The reasons that this new charm offensive will not work any better than past ones are supplied in too-little-too-late comments by John Denham and Yvette Cooper. Denham says Labour will not be "tribal" and Cooper says the Labour government "should have said very clearly and very strongly" that US policies under Bush, such as the Iraq invasion and Guantanamo, were wrong.

They thus concede that tribalism and toleration of gross abuses of human rights have been entrenched features of the Labour Party. Throw in top-down centralism, authoritarian trampling on civil liberties and contempt for the little guy, and the answer as to why Liberals will never regard Labour as progressive is obvious.

In my 40-year political lifetime Labour have never been able to make up their minds whether to try and crush us or lovebomb us, partly because they have no clue about Liberalism and what makes us tick. Regarding us as their wayward little brothers and sisters who can be shooed back into the family fold has no future. We're different and we're independent, Ed.Get used to it.

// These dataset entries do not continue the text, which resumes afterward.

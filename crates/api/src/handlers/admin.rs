//! Admin console handlers.
//!
//! Listing, searching, and filtering for all three record types, plus the
//! facility species multi-select. Every handler requires an admin token.

use axum::extract::{Path, Query, State};
use axum::Json;
use zoo_core::error::CoreError;
use zoo_core::search::non_blank;
use zoo_core::types::DbId;
use zoo_db::models::species::SpeciesFilter;
use zoo_db::repositories::{FacilityRepo, FamilyRepo, SpeciesRepo};

use crate::error::{AppError, AppResult};
use crate::extract::ValidatedJson;
use crate::middleware::rbac::RequireAdmin;
use crate::query::SearchParams;
use crate::state::AppState;
use crate::views::admin::{AdminFacilityRow, AdminSpeciesRow, SetSpeciesRequest, SpeciesSelector};
use crate::views::family::FamilyView;

fn facility_not_found(id: DbId) -> AppError {
    AppError::Core(CoreError::NotFound {
        entity: "Facility",
        id,
    })
}

/// GET /api/v1/admin/families?search=
pub async fn list_families(
    RequireAdmin(_admin): RequireAdmin,
    State(state): State<AppState>,
    Query(params): Query<SearchParams>,
) -> AppResult<Json<Vec<FamilyView>>> {
    let families = match non_blank(params.search.as_deref()) {
        Some(term) => FamilyRepo::search(&state.pool, term).await?,
        None => FamilyRepo::list(&state.pool).await?,
    };
    Ok(Json(families.into_iter().map(FamilyView::from).collect()))
}

/// GET /api/v1/admin/species?family_id=&endangered=&search=
pub async fn list_species(
    RequireAdmin(_admin): RequireAdmin,
    State(state): State<AppState>,
    Query(filter): Query<SpeciesFilter>,
) -> AppResult<Json<Vec<AdminSpeciesRow>>> {
    let species = SpeciesRepo::list_filtered(&state.pool, &filter).await?;
    Ok(Json(species.into_iter().map(AdminSpeciesRow::from).collect()))
}

/// GET /api/v1/admin/facilities?search=
pub async fn list_facilities(
    RequireAdmin(_admin): RequireAdmin,
    State(state): State<AppState>,
    Query(params): Query<SearchParams>,
) -> AppResult<Json<Vec<AdminFacilityRow>>> {
    let facilities = match non_blank(params.search.as_deref()) {
        Some(term) => FacilityRepo::search(&state.pool, term).await?,
        None => FacilityRepo::list(&state.pool).await?,
    };
    Ok(Json(
        facilities.into_iter().map(AdminFacilityRow::from).collect(),
    ))
}

/// GET /api/v1/admin/facilities/{id}/species
pub async fn get_species_selector(
    RequireAdmin(_admin): RequireAdmin,
    State(state): State<AppState>,
    Path(id): Path<DbId>,
) -> AppResult<Json<SpeciesSelector>> {
    if FacilityRepo::find_by_id(&state.pool, id).await?.is_none() {
        return Err(facility_not_found(id));
    }
    selector(&state, id).await
}

/// PUT /api/v1/admin/facilities/{id}/species
///
/// Replace the facility's species set by ID. Unknown IDs fail the request.
pub async fn set_species(
    RequireAdmin(admin): RequireAdmin,
    State(state): State<AppState>,
    Path(id): Path<DbId>,
    ValidatedJson(input): ValidatedJson<SetSpeciesRequest>,
) -> AppResult<Json<SpeciesSelector>> {
    if !FacilityRepo::set_species_ids(&state.pool, id, &input.species_ids).await? {
        return Err(facility_not_found(id));
    }
    tracing::info!(
        facility_id = id,
        admin = %admin.subject,
        species = input.species_ids.len(),
        "Facility species replaced from admin console"
    );
    selector(&state, id).await
}

async fn selector(state: &AppState, facility_id: DbId) -> AppResult<Json<SpeciesSelector>> {
    let all = SpeciesRepo::list(&state.pool).await?;
    let chosen = FacilityRepo::species_ids(&state.pool, facility_id).await?;
    Ok(Json(SpeciesSelector::build(&all, &chosen)))
}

Baroness Sarah Ludford MEP

London N1

For more years than we care to remember, we have voted Liberal or Lib Dem in the hopes that a party that steers a middle course between the extremes of the Labour left and the Tory right wing, might some day gain enough support to govern. This year they seemed to have something of a chance as a result of the coalition with the Tories. So, what has happened?

Within a ridiculously short time they have behaved in the same way as the other two major parties, in that before the election they were opposed to student fees and now they have chosen to vote in favour of the imposition of the fees along with the Tories.

Where does that leave us? We can no longer give our support to any of the three major parties. What is left? The Greens? The BNP? We seem to have no alternative except to abstain but what's the use of that? Can anyone out there help us with this dilemma?

Peter Bridgman

Audrey Bridgman

Charlbury, Oxfordshire

Am I alone in thinking that Cameron's Coalition was always a plot to secure the end of that irritating bunch known as the Lib Dems? Both the Conservatives and Labour Party would dearly love to get rid of the Lib Dems and I'm sure that if Nick Clegg had gone in with the Labour Party an equally distasteful policy as the £9,000 student fee increase would have been concocted to force the Lib Dems to go back on their principles.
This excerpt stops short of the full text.